BEIJING, May 4 -- The little Swiss village of Champagne, whose name dates back to the 9th century, has been producing wine for at least 350 years. But in a bizarre twist to a row that threatens to derail a new global trade agreement, the villagers are unable to label their wine Champagne.
That is reserved for the sparkling wine produced in the French region of the same name - a right so jealously guarded that France even inserted it into the Treaty of Versailles that ended World War One.
"In this village we no longer have the right to use our own name," said Thomas Bindschedler, spokesman of the Swiss village action committee. "In a market where consumers are increasingly concerned with the accountability of producers, that is fatal."
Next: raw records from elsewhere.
//! In-process model of the windowing system the decoration engine plugs into.
//!
//! The [`Application`] owns the widget tree plus the queues that drive it:
//! posted events, zero-delay idle tasks, destruction hooks and per-window
//! watchers. Application-wide [`EventFilter`]s see every event first.
//!
//! Nothing here holds a `RefCell` borrow while user callbacks run, so
//! filters, watchers and idle tasks may freely call back into the
//! application.

pub mod layout;
mod tree;

pub use tree::{
    BoxLayout, Direction, LayoutItem, Widget, WidgetId, WidgetRole, WidgetTree, WindowAttrs,
    WindowKind, WindowStates,
};

use crate::geometry::{Point, Rect, Size};
use raw_window_handle::RawWindowHandle;
use slab::Slab;
use std::cell::{Cell, Ref, RefCell, RefMut};
use std::collections::{HashMap, VecDeque};
use std::rc::{Rc, Weak};

#[derive(Debug, Clone, Copy, PartialEq, Eq)]
pub enum Event {
    Show,
    WindowStateChange { old: WindowStates },
    ActivationChange,
}

/// Application-wide event hook. Returning `true` consumes the event.
pub trait EventFilter {
    fn event_filter(&self, app: &Application, target: WidgetId, event: &Event) -> bool;
}

#[derive(Debug, Clone, Copy, PartialEq, Eq, Hash)]
pub struct WatchId(usize);

type Watcher = Rc<dyn Fn(&Application, WidgetId, &Event)>;
type DestroyHook = Box<dyn FnOnce(WidgetId)>;
type IdleTask = Box<dyn FnOnce(&Application)>;

#[derive(Default)]
struct Shared {
    tree: RefCell<WidgetTree>,
    posted: RefCell<VecDeque<(WidgetId, Event)>>,
    idle: RefCell<VecDeque<IdleTask>>,
    destroy_hooks: RefCell<HashMap<WidgetId, Vec<DestroyHook>>>,
    watchers: RefCell<Slab<(WidgetId, Watcher)>>,
    filters: RefCell<Vec<Weak<dyn EventFilter>>>,
    active_window: Cell<Option<WidgetId>>,
    cursor: Cell<Point>,
}

#[derive(Clone, Default)]
pub struct Application {
    shared: Rc<Shared>,
}

/// Non-owning handle, used by callbacks stored inside the application.
#[derive(Clone, Default)]
pub struct WeakApplication {
    shared: Weak<Shared>,
}

impl WeakApplication {
    pub fn upgrade(&self) -> Option<Application> {
        self.shared.upgrade().map(|shared| Application { shared })
    }
}

fn same_filter(a: &Rc<dyn EventFilter>, b: &Rc<dyn EventFilter>) -> bool {
    Rc::as_ptr(a) as *const () == Rc::as_ptr(b) as *const ()
}

impl Application {
    pub fn new() -> Self {
        Self::default()
    }

    pub fn downgrade(&self) -> WeakApplication {
        WeakApplication {
            shared: Rc::downgrade(&self.shared),
        }
    }

    /// Borrow the widget tree. Do not hold the guard across calls back
    /// into the application.
    pub fn tree(&self) -> Ref<'_, WidgetTree> {
        self.shared.tree.borrow()
    }

    pub fn tree_mut(&self) -> RefMut<'_, WidgetTree> {
        self.shared.tree.borrow_mut()
    }

    pub fn insert(&self, widget: Widget, parent: Option<WidgetId>) -> WidgetId {
        self.tree_mut().insert(widget, parent)
    }

    /// Create a hidden top-level window.
    pub fn create_window(
        &self,
        name: impl Into<String>,
        kind: WindowKind,
        role: WidgetRole,
        size: Size,
    ) -> WidgetId {
        self.insert(Widget::window(name, kind, role, size), None)
    }

    pub fn contains(&self, id: WidgetId) -> bool {
        self.tree().contains(id)
    }

    pub fn install_event_filter(&self, filter: &Rc<dyn EventFilter>) {
        self.shared.filters.borrow_mut().push(Rc::downgrade(filter));
    }

    pub fn remove_event_filter(&self, filter: &Rc<dyn EventFilter>) {
        self.shared.filters.borrow_mut().retain(|installed| {
            installed
                .upgrade()
                .map(|installed| !same_filter(&installed, filter))
                .unwrap_or(false)
        });
    }

    fn live_filters(&self) -> Vec<Rc<dyn EventFilter>> {
        let mut filters = self.shared.filters.borrow_mut();
        filters.retain(|filter| filter.strong_count() > 0);
        filters.iter().filter_map(Weak::upgrade).collect()
    }

    /// Deliver `event` to the filters, then to the target's watchers unless
    /// a filter consumed it. Returns whether it was consumed.
    pub fn send_event(&self, target: WidgetId, event: &Event) -> bool {
        for filter in self.live_filters() {
            if filter.event_filter(self, target, event) {
                tracing::trace!(%target, ?event, "event consumed by filter");
                return true;
            }
        }
        self.notify_watchers(target, event);
        false
    }

    fn notify_watchers(&self, target: WidgetId, event: &Event) {
        let watchers: Vec<Watcher> = self
            .shared
            .watchers
            .borrow()
            .iter()
            .filter(|(_, (window, _))| *window == target)
            .map(|(_, (_, watcher))| Rc::clone(watcher))
            .collect();
        for watcher in watchers {
            watcher(self, target, event);
        }
    }

    pub fn post_event(&self, target: WidgetId, event: Event) {
        self.shared.posted.borrow_mut().push_back((target, event));
    }

    /// Queue a zero-delay continuation. It runs from [`Application::process_events`]
    /// after every posted event queued before it.
    pub fn post_idle(&self, task: impl FnOnce(&Application) + 'static) {
        self.shared.idle.borrow_mut().push_back(Box::new(task));
    }

    pub fn has_pending(&self) -> bool {
        !self.shared.posted.borrow().is_empty() || !self.shared.idle.borrow().is_empty()
    }

    /// Drain posted events, then idle tasks, until both queues are empty.
    pub fn process_events(&self) {
        loop {
            let posted = self.shared.posted.borrow_mut().pop_front();
            if let Some((target, event)) = posted {
                if self.contains(target) {
                    self.send_event(target, &event);
                }
                continue;
            }
            let task = self.shared.idle.borrow_mut().pop_front();
            match task {
                Some(task) => task(self),
                None => break,
            }
        }
    }

    /// Ask to show `window`. Filters see the `Show` first and may consume it,
    /// in which case the window stays as the filter left it.
    pub fn show(&self, window: WidgetId) {
        if !self.contains(window) {
            return;
        }
        for filter in self.live_filters() {
            if filter.event_filter(self, window, &Event::Show) {
                tracing::trace!(%window, "show consumed by filter");
                return;
            }
        }
        let shown = match self.tree_mut().get_mut(window) {
            Some(widget) => {
                widget.visible = true;
                true
            }
            None => false,
        };
        if shown {
            self.layout(window);
            self.notify_watchers(window, &Event::Show);
        }
    }

    pub fn hide(&self, window: WidgetId) {
        if let Some(widget) = self.tree_mut().get_mut(window) {
            widget.visible = false;
        }
    }

    pub fn is_visible(&self, id: WidgetId) -> bool {
        self.tree().get(id).map(|widget| widget.visible).unwrap_or(false)
    }

    /// Request the window to close. It is hidden; destroying it is up to the
    /// owner, which can check [`Application::close_requested`].
    pub fn close(&self, window: WidgetId) {
        if let Some(attrs) = self.tree_mut().window_attrs_mut(window) {
            attrs.close_requested = true;
        }
        self.hide(window);
        tracing::debug!(%window, "close requested");
    }

    pub fn close_requested(&self, window: WidgetId) -> bool {
        self.tree()
            .window_attrs(window)
            .map(|attrs| attrs.close_requested)
            .unwrap_or(false)
    }

    pub fn set_frameless(&self, window: WidgetId, frameless: bool) {
        if let Some(attrs) = self.tree_mut().window_attrs_mut(window) {
            attrs.frameless = frameless;
        }
    }

    pub fn is_frameless(&self, window: WidgetId) -> bool {
        self.tree()
            .window_attrs(window)
            .map(|attrs| attrs.frameless)
            .unwrap_or(false)
    }

    /// Current state bits, with `ACTIVE` set when the window has focus.
    pub fn window_states(&self, window: WidgetId) -> WindowStates {
        let tree = self.tree();
        match tree.window_attrs(window) {
            Some(attrs) if attrs.active => attrs.states | WindowStates::ACTIVE,
            Some(attrs) => attrs.states,
            None => WindowStates::NONE,
        }
    }

    /// Change the minimized/maximized/fullscreen bits. Activation is ignored
    /// here; use [`Application::set_active_window`].
    pub fn set_window_states(&self, window: WidgetId, states: WindowStates) {
        let old = self.window_states(window);
        let changed = {
            let mut tree = self.tree_mut();
            match tree.window_attrs_mut(window) {
                Some(attrs) => {
                    let states = states & !WindowStates::ACTIVE;
                    let changed = attrs.states != states;
                    attrs.states = states;
                    changed
                }
                None => false,
            }
        };
        if changed {
            self.post_event(window, Event::WindowStateChange { old });
        }
    }

    pub fn active_window(&self) -> Option<WidgetId> {
        self.shared.active_window.get()
    }

    pub fn is_active(&self, window: WidgetId) -> bool {
        self.tree()
            .window_attrs(window)
            .map(|attrs| attrs.active)
            .unwrap_or(false)
    }

    pub fn set_active_window(&self, window: Option<WidgetId>) {
        let previous = self.shared.active_window.get();
        if previous == window {
            return;
        }
        let window = window.filter(|id| self.tree().window_attrs(*id).is_some());
        self.shared.active_window.set(window);
        for (id, active) in [(previous, false), (window, true)] {
            let Some(id) = id else { continue };
            let updated = match self.tree_mut().window_attrs_mut(id) {
                Some(attrs) => {
                    attrs.active = active;
                    true
                }
                None => false,
            };
            if updated {
                self.post_event(id, Event::ActivationChange);
            }
        }
    }

    pub fn title(&self, window: WidgetId) -> String {
        self.tree()
            .window_attrs(window)
            .map(|attrs| attrs.title.clone())
            .unwrap_or_default()
    }

    pub fn set_title(&self, window: WidgetId, title: impl Into<String>) {
        if let Some(attrs) = self.tree_mut().window_attrs_mut(window) {
            attrs.title = title.into();
        }
    }

    pub fn native_handle(&self, window: WidgetId) -> Option<RawWindowHandle> {
        self.tree().window_attrs(window).and_then(|attrs| attrs.native)
    }

    pub fn set_native_handle(&self, window: WidgetId, handle: Option<RawWindowHandle>) {
        if let Some(attrs) = self.tree_mut().window_attrs_mut(window) {
            attrs.native = handle;
        }
    }

    pub fn window_position(&self, window: WidgetId) -> Point {
        self.tree()
            .window_attrs(window)
            .map(|attrs| attrs.position)
            .unwrap_or_default()
    }

    pub fn set_window_position(&self, window: WidgetId, position: Point) {
        if let Some(attrs) = self.tree_mut().window_attrs_mut(window) {
            attrs.position = position;
        }
    }

    /// Outer rectangle of `window` in screen coordinates.
    pub fn window_rect(&self, window: WidgetId) -> Option<Rect> {
        let tree = self.tree();
        let widget = tree.get(window)?;
        let attrs = widget.window.as_ref()?;
        Some(Rect::from_origin_size(attrs.position, widget.geometry.size()))
    }

    pub fn resize(&self, window: WidgetId, size: Size) {
        let resized = match self.tree_mut().get_mut(window) {
            Some(widget) => {
                widget.geometry = Rect::from_origin_size(Point::default(), size);
                true
            }
            None => false,
        };
        if resized {
            self.layout(window);
        }
    }

    pub fn layout(&self, window: WidgetId) {
        layout::layout_window(&mut self.tree_mut(), window);
    }

    pub fn cursor_pos(&self) -> Point {
        self.shared.cursor.get()
    }

    pub fn set_cursor_pos(&self, pos: Point) {
        self.shared.cursor.set(pos);
    }

    /// Convert a screen point into `window`'s local coordinates.
    pub fn map_from_screen(&self, window: WidgetId, point: Point) -> Point {
        let origin = self.window_position(window);
        Point::new(point.x - origin.x, point.y - origin.y)
    }

    /// Run `hook` when `window` is destroyed. The hook only receives the id;
    /// the widget is already on its way out.
    pub fn add_destroy_hook(&self, window: WidgetId, hook: impl FnOnce(WidgetId) + 'static) {
        self.shared
            .destroy_hooks
            .borrow_mut()
            .entry(window)
            .or_default()
            .push(Box::new(hook));
    }

    /// Observe events delivered to `window` that no filter consumed.
    pub fn watch(
        &self,
        window: WidgetId,
        watcher: impl Fn(&Application, WidgetId, &Event) + 'static,
    ) -> WatchId {
        let key = self
            .shared
            .watchers
            .borrow_mut()
            .insert((window, Rc::new(watcher)));
        WatchId(key)
    }

    pub fn unwatch(&self, id: WatchId) -> bool {
        self.shared.watchers.borrow_mut().try_remove(id.0).is_some()
    }

    pub fn watcher_count(&self, window: WidgetId) -> usize {
        self.shared
            .watchers
            .borrow()
            .iter()
            .filter(|(_, (watched, _))| *watched == window)
            .count()
    }

    /// Destroy `id` and everything below it. Borrowed menu bars go back to
    /// their owners first, then destruction hooks run.
    pub fn destroy(&self, id: WidgetId) {
        self.tree_mut().return_loans(id);
        let doomed = self.tree().subtree(id);
        if doomed.is_empty() {
            return;
        }
        for widget in &doomed {
            let hooks = self.shared.destroy_hooks.borrow_mut().remove(widget);
            for hook in hooks.into_iter().flatten() {
                hook(*widget);
            }
        }
        self.shared
            .watchers
            .borrow_mut()
            .retain(|_, (window, _)| !doomed.contains(window));
        self.shared
            .posted
            .borrow_mut()
            .retain(|(target, _)| !doomed.contains(target));
        if self
            .shared
            .active_window
            .get()
            .map(|active| doomed.contains(&active))
            .unwrap_or(false)
        {
            self.shared.active_window.set(None);
        }
        let removed = self.tree_mut().remove(id);
        tracing::debug!(%id, widgets = removed.len(), "destroyed");
    }
}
Differences between World Trade Organisation (WTO) members about the rules for such names or "geographical indications" now risk blocking an outline deal in the long-running Doha round of trade talks at a hoped-for meeting of ministers on a date to be set for the coming weeks.
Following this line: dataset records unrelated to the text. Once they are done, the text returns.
//! Per-window frame hooking behind a small capability interface.
//!
//! A [`FrameFilter`] is told about a decorated window once and from then on
//! reports activation and state changes through [`FrameCallbacks`]. Where
//! the platform lets us answer non-client messages (Win32) it also runs the
//! frame emulator for the window.

use crate::frame::WindowHooks;
use crate::geometry::Point;
use crate::hit_test::SizeConstraints;
use crate::host::{Application, Event, WatchId, WidgetId};
use raw_window_handle::RawWindowHandle;
use std::cell::RefCell;
use std::collections::HashMap;
use std::rc::Rc;

/// Callbacks a frame filter drives for one window.
#[derive(Clone)]
pub struct FrameCallbacks {
    /// Title bar hover test for a screen-space cursor. Only needed where the
    /// platform has no native caption hit testing of its own.
    pub hover_test: Option<Rc<dyn Fn(Point) -> bool>>,
    pub active_changed: Rc<dyn Fn()>,
    pub state_changed: Rc<dyn Fn()>,
    pub size_constraints: Option<Rc<dyn Fn() -> SizeConstraints>>,
}

impl FrameCallbacks {
    pub fn new(active_changed: impl Fn() + 'static, state_changed: impl Fn() + 'static) -> Self {
        Self {
            hover_test: None,
            active_changed: Rc::new(active_changed),
            state_changed: Rc::new(state_changed),
            size_constraints: None,
        }
    }

    pub fn with_hover_test(mut self, hover_test: impl Fn(Point) -> bool + 'static) -> Self {
        self.hover_test = Some(Rc::new(hover_test));
        self
    }

    pub fn with_size_constraints(
        mut self,
        constraints: impl Fn() -> SizeConstraints + 'static,
    ) -> Self {
        self.size_constraints = Some(Rc::new(constraints));
        self
    }
}

impl WindowHooks for FrameCallbacks {
    fn caption_hovered(&self, cursor: Point) -> bool {
        self.hover_test
            .as_ref()
            .map(|hover_test| hover_test(cursor))
            .unwrap_or(false)
    }

    fn size_constraints(&self) -> SizeConstraints {
        self.size_constraints
            .as_ref()
            .map(|constraints| constraints())
            .unwrap_or_default()
    }
}

#[derive(Debug, Clone, Copy, PartialEq)]
pub struct FrameTarget {
    pub window: WidgetId,
    pub native: Option<RawWindowHandle>,
}

pub trait FrameFilter {
    fn apply(&self, app: &Application, target: FrameTarget, callbacks: FrameCallbacks);
    /// Stop hooking `window`. Must not touch the window's widget state; it
    /// may be running from the window's destruction.
    fn unapply(&self, app: &Application, window: WidgetId);
    fn is_applied(&self, window: WidgetId) -> bool;
}

/// Portable filter: follows activation and state changes through the host's
/// per-window watchers.
#[derive(Default)]
pub struct WatchingFrameFilter {
    watches: RefCell<HashMap<WidgetId, WatchId>>,
}

impl WatchingFrameFilter {
    pub fn new() -> Self {
        Self::default()
    }
}

impl FrameFilter for WatchingFrameFilter {
    fn apply(&self, app: &Application, target: FrameTarget, callbacks: FrameCallbacks) {
        if self.is_applied(target.window) {
            tracing::warn!(window = %target.window, "frame filter already applied");
            return;
        }
        let watch = app.watch(target.window, move |_, _, event| match event {
            Event::ActivationChange => (callbacks.active_changed)(),
            Event::WindowStateChange { .. } => (callbacks.state_changed)(),
            Event::Show => {}
        });
        self.watches.borrow_mut().insert(target.window, watch);
        tracing::debug!(window = %target.window, "watching frame filter applied");
    }

    fn unapply(&self, app: &Application, window: WidgetId) {
        let watch = self.watches.borrow_mut().remove(&window);
        match watch {
            Some(watch) => {
                app.unwatch(watch);
                tracing::debug!(%window, "watching frame filter removed");
            }
            None => tracing::debug!(%window, "unapply for unknown window ignored"),
        }
    }

    fn is_applied(&self, window: WidgetId) -> bool {
        self.watches.borrow().contains_key(&window)
    }
}

#[cfg(windows)]
pub use self::win32::Win32FrameFilter;

#[cfg(windows)]
pub type PlatformFrameFilter = Win32FrameFilter;

#[cfg(not(windows))]
pub type PlatformFrameFilter = WatchingFrameFilter;

#[cfg(windows)]
mod win32 {
    use super::{FrameCallbacks, FrameFilter, FrameTarget, WatchingFrameFilter};
    use crate::frame::win32::{hwnd_from_raw, install, uninstall, SubclassHooks};
    use crate::frame::FrameEmulator;
    use crate::host::{Application, WidgetId};
    use std::cell::RefCell;
    use std::collections::HashMap;
    use windows::Win32::Foundation::HWND;

    /// Runs the frame emulator from a window subclass. Every window is also
    /// registered with a [`WatchingFrameFilter`], which is all that windows
    /// without a Win32 handle get.
    #[derive(Default)]
    pub struct Win32FrameFilter {
        emulator: FrameEmulator,
        subclassed: RefCell<HashMap<WidgetId, isize>>,
        fallback: WatchingFrameFilter,
    }

    impl Win32FrameFilter {
        pub fn new(emulator: FrameEmulator) -> Self {
            Self {
                emulator,
                ..Default::default()
            }
        }
    }

    impl FrameFilter for Win32FrameFilter {
        fn apply(&self, app: &Application, target: FrameTarget, callbacks: FrameCallbacks) {
            if self.is_applied(target.window) {
                tracing::warn!(window = %target.window, "frame filter already applied");
                return;
            }
            let Some(hwnd) = target.native.as_ref().and_then(hwnd_from_raw) else {
                self.fallback.apply(app, target, callbacks);
                return;
            };
            let active_changed = callbacks.active_changed.clone();
            let state_changed = callbacks.state_changed.clone();
            let hooks = SubclassHooks {
                hooks: Box::new(callbacks.clone()),
                active_changed: Box::new(move || active_changed()),
                state_changed: Box::new(move || state_changed()),
            };
            match install(hwnd, self.emulator, hooks) {
                Ok(()) => {
                    self.subclassed
                        .borrow_mut()
                        .insert(target.window, hwnd.0 as isize);
                }
                Err(err) => {
                    tracing::warn!(window = %target.window, "subclass failed, watching instead: {err}");
                }
            }
            // native messages can precede the host's own state update
            self.fallback.apply(app, target, callbacks);
        }

        fn unapply(&self, app: &Application, window: WidgetId) {
            let hwnd = self.subclassed.borrow_mut().remove(&window);
            if let Some(hwnd) = hwnd {
                if !uninstall(HWND(hwnd as *mut core::ffi::c_void)) {
                    tracing::debug!(%window, "subclass already gone");
                }
            }
            self.fallback.unapply(app, window);
        }

        fn is_applied(&self, window: WidgetId) -> bool {
            self.subclassed.borrow().contains_key(&window) || self.fallback.is_applied(window)
        }
    }
}

#[cfg(test)]
mod tests {
    use super::*;
    use crate::geometry::Size;
    use crate::host::{WidgetRole, WindowKind, WindowStates};
    use std::cell::Cell;

    fn counters() -> (Rc<Cell<u32>>, Rc<Cell<u32>>, FrameCallbacks) {
        let active = Rc::new(Cell::new(0));
        let state = Rc::new(Cell::new(0));
        let (a, s) = (Rc::clone(&active), Rc::clone(&state));
        let callbacks = FrameCallbacks::new(
            move || a.set(a.get() + 1),
            move || s.set(s.get() + 1),
        );
        (active, state, callbacks)
    }

    #[test]
    fn watching_filter_forwards_changes() {
        let app = Application::new();
        let window =
            app.create_window("w", WindowKind::Window, WidgetRole::Plain, Size::new(10, 10));
        let (active, state, callbacks) = counters();
        let filter = WatchingFrameFilter::new();
        filter.apply(&app, FrameTarget { window, native: None }, callbacks);
        assert!(filter.is_applied(window));

        app.set_active_window(Some(window));
        app.set_window_states(window, WindowStates::MAXIMIZED);
        app.process_events();
        assert_eq!((active.get(), state.get()), (1, 1));

        filter.unapply(&app, window);
        assert!(!filter.is_applied(window));
        app.set_window_states(window, WindowStates::NONE);
        app.process_events();
        assert_eq!(state.get(), 1);
        assert_eq!(app.watcher_count(window), 0);
    }

    #[test]
    fn double_apply_keeps_one_watch() {
        let app = Application::new();
        let window =
            app.create_window("w", WindowKind::Window, WidgetRole::Plain, Size::new(10, 10));
        let filter = WatchingFrameFilter::new();
        let (_, _, callbacks) = counters();
        filter.apply(&app, FrameTarget { window, native: None }, callbacks.clone());
        filter.apply(&app, FrameTarget { window, native: None }, callbacks);
        assert_eq!(app.watcher_count(window), 1);
    }

    #[test]
    fn unknown_unapply_is_noop() {
        let app = Application::new();
        let window =
            app.create_window("w", WindowKind::Window, WidgetRole::Plain, Size::new(10, 10));
        WatchingFrameFilter::new().unapply(&app, window);
    }

    #[test]
    fn callbacks_default_hooks() {
        let (_, _, callbacks) = counters();
        assert!(!callbacks.caption_hovered(Point::new(1, 1)));
        assert_eq!(callbacks.size_constraints(), SizeConstraints::default());
        let callbacks = callbacks
            .with_hover_test(|cursor| cursor.y < 30)
            .with_size_constraints(|| SizeConstraints {
                min: Size::new(5, 5),
                max: Size::new(5, 5),
            });
        assert!(callbacks.caption_hovered(Point::new(1, 1)));
        assert!(!callbacks.size_constraints().resizability().horizontal);
    }
}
In Europe many wines, and some foods such as cheeses, are associated with a particular region or "terroir," where climatic or soil conditions and traditional working methods can lend the product a special quality.
Many countries protect the names, or appellations, of these regions as a brand, whose abuse could mislead consumers.
The Doha round includes drawing up a register of wines and spirits where regional names such as Champagne and those of drinks specifically linked to one country, like Mexico's tequila, would be strictly protected.
But the Champagne issue is not clear-cut. The Swiss government in bilateral talks with the European Union agreed that Champagne should be limited to the French producers in exchange for landing rights for the Swiss national airline in the EU.